The company has tentatively scheduled a drawdown of 15 to 20 feet to begin in early November to expose two areas of lake bottom that contain PCBs (polychlorinated biphenyls). PCB-contaminated mud would be removed where possible, and the remainder covered with gravel and other materials.
The lowered lake levels would close public boating ramps on the lake and would strand most of the 1,150 private docks around the 5,350-acre impoundment, according to Robert Brown, a spokesman for Alcoa.
"While some parts of the lake are extremely deep, the lake will essentially be closed during this time," said Brown, who explained that once the lake level drops 5 feet – estimated at several days after the drawdown begins – public boat ramps would be closed until the lake is refilled by mid- to late December.
Brown said Alcoa scheduled the drawdown for late fall to minimize the impact on recreation. He stressed that the drawdown and remediation won’t take place until they’re approved by regulators.
The N.C. Division of Waste Management must give its okay, although it’s not clear when that would come.
"The remediation work can not start until the public comment period for the draft Sediment Remediation Plan has closed and comments have been evaluated," said Cathy Akroyd, public information officer for NCDWM. The public comment period closed August 24.
Brown noted, however, that should the schedule slip, Alcoa may postpone the drawdown until 2013.
"The schedule could be pushed back slightly, but Alcoa does not want to risk not having the lake full for the beginning of the spring recreation season or fish spawning period. If the schedule gets too tight, the work will be delayed until fall, 2013," he said.
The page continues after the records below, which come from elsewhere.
use std::collections::BTreeMap;
use std::sync::Arc;

use tokio::sync::Mutex;

use crate::error::BrResult;
use crate::jobs::base::{Job, JobRegistry, JobSet};

#[derive(Debug, Default)]
struct Inner {
    running: Vec<Job>,
    sets: BTreeMap<JobSet, Vec<Job>>,
}

/// In-process [`JobRegistry`] that tests fill directly.
#[derive(Debug, Clone, Default)]
pub struct MemoryJobRegistry {
    inner: Arc<Mutex<Inner>>,
}

impl MemoryJobRegistry {
    pub fn new() -> Self {
        Self::default()
    }

    /// Marks `job` as executing on a worker.
    pub async fn start_job(&self, job: Job) {
        self.inner.lock().await.running.push(job);
    }

    /// Marks the job with `id` as done, returning whether it was running.
    pub async fn finish_job(&self, id: &str) -> bool {
        let mut inner = self.inner.lock().await;
        let before = inner.running.len();
        inner.running.retain(|job| job.id != id);

        inner.running.len() != before
    }

    /// Adds `job` to `set`; queues are created on first use.
    pub async fn push(&self, set: JobSet, job: Job) {
        self.inner
            .lock()
            .await
            .sets
            .entry(set)
            .or_default()
            .push(job);
    }
}

impl JobRegistry for MemoryJobRegistry {
    async fn running_jobs(&self) -> BrResult<Vec<Job>> {
        Ok(self.inner.lock().await.running.clone())
    }

    async fn queue_names(&self) -> BrResult<Vec<String>> {
        let inner = self.inner.lock().await;

        Ok(inner
            .sets
            .keys()
            .filter_map(|set| match set {
                JobSet::Queue(name) => Some(name.clone()),
                _ => None,
            })
            .collect())
    }

    async fn jobs(&self, set: &JobSet) -> BrResult<Vec<Job>> {
        let inner = self.inner.lock().await;

        Ok(inner.sets.get(set).cloned().unwrap_or_default())
    }

    async fn delete_job(&self, set: &JobSet, job: &Job) -> BrResult<bool> {
        let mut inner = self.inner.lock().await;
        let Some(jobs) = inner.sets.get_mut(set) else {
            return Ok(false);
        };

        let Some(position) = jobs.iter().position(|candidate| candidate.id == job.id) else {
            return Ok(false);
        };
        jobs.remove(position);

        Ok(true)
    }
}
Alcoa last drew down Badin lake by 15 to 20 feet in December 2003 to conduct a relicensing study of fish and aquatic habitat.
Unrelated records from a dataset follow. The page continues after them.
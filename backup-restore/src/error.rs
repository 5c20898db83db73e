//! Error types and result definitions for backup and restore orchestration.
//!
//! [`BrError`] classifies every failure with an [`ErrorKind`], keeps a static description
//! plus optional dynamic detail, and records where it was raised. Several errors can be
//! aggregated into one, which the lifecycle coordinator uses when cleanup also fails.

use std::backtrace::Backtrace;
use std::borrow::Cow;
use std::error;
use std::fmt;
use std::panic::Location;
use std::sync::Arc;

/// Result type used across the crate.
pub type BrResult<T> = Result<T, BrError>;

#[derive(Debug, Clone)]
struct ErrorPayload {
    kind: ErrorKind,
    description: Cow<'static, str>,
    detail: Option<Cow<'static, str>>,
    source: Option<Arc<dyn error::Error + Send + Sync>>,
    location: &'static Location<'static>,
    backtrace: Arc<Backtrace>,
}

/// Main error type for backup and restore operations.
#[derive(Debug, Clone)]
pub struct BrError {
    repr: ErrorRepr,
}

#[derive(Debug, Clone)]
enum ErrorRepr {
    Single(ErrorPayload),
    /// Several failures reported together, e.g. an operation error followed by a cleanup error.
    Many {
        errors: Vec<BrError>,
        location: &'static Location<'static>,
    },
}

/// Categories of failures raised by the orchestration.
#[derive(PartialEq, Eq, Copy, Clone, Debug, Hash)]
#[non_exhaustive]
pub enum ErrorKind {
    // Lifecycle
    OperationAlreadyRunning,
    OperationCancelled,
    OperationPanicked,

    // Maintenance
    WorkersStillRunning,
    ModeToggleFailed,

    // Schema swap
    SchemaSwapFailed,
    InvalidIdentifier,

    // Collaborators
    CoordinationStoreFailed,
    LogChannelFailed,
    JobRegistryFailed,
    DatabaseConnectionFailed,
    DatabaseQueryFailed,

    // Data & configuration
    SerializationError,
    DeserializationError,
    ConfigError,
    InvalidState,
    IoError,

    Unknown,

    /// Raised by a failpoint configured without a kind parameter.
    #[cfg(feature = "failpoints")]
    FailpointInjected,
}

impl BrError {
    /// Returns the [`ErrorKind`] of this error.
    ///
    /// Aggregated errors report the kind of their first error.
    pub fn kind(&self) -> ErrorKind {
        match self.repr {
            ErrorRepr::Single(ref payload) => payload.kind,
            ErrorRepr::Many { ref errors, .. } => errors
                .first()
                .map(|err| err.kind())
                .unwrap_or(ErrorKind::Unknown),
        }
    }

    /// Returns every [`ErrorKind`] contained in this error, flattened.
    pub fn kinds(&self) -> Vec<ErrorKind> {
        match self.repr {
            ErrorRepr::Single(ref payload) => vec![payload.kind],
            ErrorRepr::Many { ref errors, .. } => {
                errors.iter().flat_map(|err| err.kinds()).collect()
            }
        }
    }

    /// Returns the static description of this error.
    pub fn description(&self) -> &str {
        match self.repr {
            ErrorRepr::Single(ref payload) => &payload.description,
            ErrorRepr::Many { ref errors, .. } => errors
                .first()
                .map(|err| err.description())
                .unwrap_or("multiple errors"),
        }
    }

    /// Returns the dynamic detail, if any.
    pub fn detail(&self) -> Option<&str> {
        match self.repr {
            ErrorRepr::Single(ref payload) => payload.detail.as_deref(),
            ErrorRepr::Many { ref errors, .. } => errors.iter().find_map(|e| e.detail()),
        }
    }

    pub fn backtrace(&self) -> Option<&Backtrace> {
        match self.repr {
            ErrorRepr::Single(ref payload) => Some(payload.backtrace.as_ref()),
            ErrorRepr::Many { .. } => None,
        }
    }

    pub fn location(&self) -> &'static Location<'static> {
        match self.repr {
            ErrorRepr::Single(ref payload) => payload.location,
            ErrorRepr::Many { location, .. } => location,
        }
    }

    /// Returns a one line summary without location or backtrace.
    ///
    /// Used for log channel entries shown to operators.
    pub fn summary(&self) -> String {
        match (&self.repr, self.detail()) {
            (ErrorRepr::Single(payload), Some(detail)) => {
                format!("{}: {detail}", payload.description)
            }
            (ErrorRepr::Single(payload), None) => payload.description.to_string(),
            (ErrorRepr::Many { errors, .. }, _) => errors
                .iter()
                .map(|err| err.summary())
                .collect::<Vec<_>>()
                .join("; "),
        }
    }

    /// Attaches an originating error, exposed through [`error::Error::source`].
    ///
    /// Has no effect on aggregated errors.
    pub fn with_source<E>(mut self, source: E) -> Self
    where
        E: error::Error + Send + Sync + 'static,
    {
        if let ErrorRepr::Single(ref mut payload) = self.repr {
            payload.source = Some(Arc::new(source));
        }
        self
    }

    #[track_caller]
    fn from_components(
        kind: ErrorKind,
        description: Cow<'static, str>,
        detail: Option<Cow<'static, str>>,
        source: Option<Arc<dyn error::Error + Send + Sync>>,
    ) -> Self {
        BrError {
            repr: ErrorRepr::Single(ErrorPayload {
                kind,
                description,
                detail,
                source,
                location: Location::caller(),
                backtrace: Arc::new(Backtrace::capture()),
            }),
        }
    }
}

impl PartialEq for BrError {
    fn eq(&self, other: &BrError) -> bool {
        match (&self.repr, &other.repr) {
            (ErrorRepr::Single(a), ErrorRepr::Single(b)) => a.kind == b.kind,
            (ErrorRepr::Many { errors: a, .. }, ErrorRepr::Many { errors: b, .. }) => a == b,
            _ => false,
        }
    }
}

impl fmt::Display for BrError {
    fn fmt(&self, f: &mut fmt::Formatter<'_>) -> Result<(), fmt::Error> {
        match &self.repr {
            ErrorRepr::Single(payload) => {
                let location = payload.location;
                write!(
                    f,
                    "[{:?}] {} @ {}:{}:{}",
                    payload.kind,
                    payload.description,
                    location.file(),
                    location.line(),
                    location.column()
                )?;

                if let Some(detail) = payload.detail.as_deref() {
                    write_indented(f, "Detail:", detail)?;
                }

                let backtrace = payload.backtrace.to_string();
                if !backtrace.trim().is_empty() {
                    write_indented(f, "Backtrace:", &backtrace)?;
                }

                Ok(())
            }
            ErrorRepr::Many { errors, location } => {
                let count = errors.len();
                write!(
                    f,
                    "[Many] {} error{} aggregated @ {}:{}:{}",
                    count,
                    if count == 1 { "" } else { "s" },
                    location.file(),
                    location.line(),
                    location.column()
                )?;

                for (index, error) in errors.iter().enumerate() {
                    let rendered = error.to_string();
                    let mut lines = rendered.lines();
                    write!(f, "\n  {}. {}", index + 1, lines.next().unwrap_or_default())?;
                    for line in lines {
                        write!(f, "\n     {line}")?;
                    }
                }

                Ok(())
            }
        }
    }
}

fn write_indented(f: &mut fmt::Formatter<'_>, header: &str, body: &str) -> fmt::Result {
    if body.trim().is_empty() {
        return write!(f, "\n  {header} <empty>");
    }

    write!(f, "\n  {header}")?;
    for line in body.lines() {
        if line.trim().is_empty() {
            write!(f, "\n    ")?;
        } else {
            write!(f, "\n    {line}")?;
        }
    }

    Ok(())
}

impl error::Error for BrError {
    fn source(&self) -> Option<&(dyn error::Error + 'static)> {
        match &self.repr {
            ErrorRepr::Single(payload) => payload
                .source
                .as_ref()
                .map(|source| source.as_ref() as &(dyn error::Error + 'static)),
            ErrorRepr::Many { errors, .. } => errors
                .first()
                .map(|error| error as &(dyn error::Error + 'static)),
        }
    }
}

impl From<(ErrorKind, &'static str)> for BrError {
    #[track_caller]
    fn from((kind, desc): (ErrorKind, &'static str)) -> BrError {
        BrError::from_components(kind, Cow::Borrowed(desc), None, None)
    }
}

impl<D> From<(ErrorKind, &'static str, D)> for BrError
where
    D: Into<Cow<'static, str>>,
{
    #[track_caller]
    fn from((kind, desc, detail): (ErrorKind, &'static str, D)) -> BrError {
        BrError::from_components(kind, Cow::Borrowed(desc), Some(detail.into()), None)
    }
}

impl<E> From<Vec<E>> for BrError
where
    E: Into<BrError>,
{
    #[track_caller]
    fn from(errors: Vec<E>) -> BrError {
        let location = Location::caller();
        let mut errors: Vec<BrError> = errors.into_iter().map(Into::into).collect();

        if errors.len() == 1
            && let Some(error) = errors.pop()
        {
            return error;
        }

        BrError {
            repr: ErrorRepr::Many { errors, location },
        }
    }
}

impl From<std::io::Error> for BrError {
    #[track_caller]
    fn from(err: std::io::Error) -> BrError {
        let detail = err.to_string();
        BrError::from_components(
            ErrorKind::IoError,
            Cow::Borrowed("I/O operation failed"),
            Some(Cow::Owned(detail)),
            Some(Arc::new(err)),
        )
    }
}

impl From<serde_json::Error> for BrError {
    #[track_caller]
    fn from(err: serde_json::Error) -> BrError {
        let (kind, description) = match err.classify() {
            serde_json::error::Category::Io => (ErrorKind::IoError, "JSON I/O operation failed"),
            serde_json::error::Category::Syntax
            | serde_json::error::Category::Data
            | serde_json::error::Category::Eof => (
                ErrorKind::DeserializationError,
                "JSON deserialization failed",
            ),
        };

        let detail = err.to_string();
        BrError::from_components(
            kind,
            Cow::Borrowed(description),
            Some(Cow::Owned(detail)),
            Some(Arc::new(err)),
        )
    }
}

impl From<sqlx::Error> for BrError {
    #[track_caller]
    fn from(err: sqlx::Error) -> BrError {
        let (kind, description) = match &err {
            sqlx::Error::Io(_)
            | sqlx::Error::Tls(_)
            | sqlx::Error::PoolClosed
            | sqlx::Error::PoolTimedOut => (
                ErrorKind::DatabaseConnectionFailed,
                "Database connection failed",
            ),
            sqlx::Error::Configuration(_) => {
                (ErrorKind::ConfigError, "Database configuration is invalid")
            }
            _ => (ErrorKind::DatabaseQueryFailed, "Database operation failed"),
        };

        let detail = err.to_string();
        BrError::from_components(
            kind,
            Cow::Borrowed(description),
            Some(Cow::Owned(detail)),
            Some(Arc::new(err)),
        )
    }
}

impl From<fred::error::Error> for BrError {
    #[track_caller]
    fn from(err: fred::error::Error) -> BrError {
        let detail = err.to_string();
        BrError::from_components(
            ErrorKind::CoordinationStoreFailed,
            Cow::Borrowed("Redis command failed"),
            Some(Cow::Owned(detail)),
            Some(Arc::new(err)),
        )
    }
}

impl From<tokio::task::JoinError> for BrError {
    #[track_caller]
    fn from(err: tokio::task::JoinError) -> BrError {
        let kind = if err.is_panic() {
            ErrorKind::OperationPanicked
        } else {
            ErrorKind::OperationCancelled
        };

        let detail = err.to_string();
        BrError::from_components(
            kind,
            Cow::Borrowed("Background task did not complete"),
            Some(Cow::Owned(detail)),
            Some(Arc::new(err)),
        )
    }
}

impl From<config::LoadConfigError> for BrError {
    #[track_caller]
    fn from(err: config::LoadConfigError) -> BrError {
        let detail = err.to_string();
        BrError::from_components(
            ErrorKind::ConfigError,
            Cow::Borrowed("Configuration could not be loaded"),
            Some(Cow::Owned(detail)),
            Some(Arc::new(err)),
        )
    }
}

impl From<config::shared::ValidationError> for BrError {
    #[track_caller]
    fn from(err: config::shared::ValidationError) -> BrError {
        let detail = err.to_string();
        BrError::from_components(
            ErrorKind::ConfigError,
            Cow::Borrowed("Configuration is invalid"),
            Some(Cow::Owned(detail)),
            Some(Arc::new(err)),
        )
    }
}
The remediation project came about because of stormwater discharges to Badin Lake that occurred during and before the 1970s from Alcoa’s Badin Works plant, which closed in 2010. PCBs flowed into the lake from two outfalls from the plant and now sit in sediment covering 3.7 acres, according to a remediation fact sheet posted on-line by Alcoa.
One of the PCB sites is next to the boat ramp across NC 740 from the former plant; the other is several hundreds yards north near the western shoreline.
A fish-consumption advisory sign posted at the Badin boat ramp warns of elevated levels of PCBs found in some catfish and largemouth bass in Badin Lake.
Brown said the drawdowns would not affect other lakes on the Yadkin system, including High Rock, Tuckertown and Falls.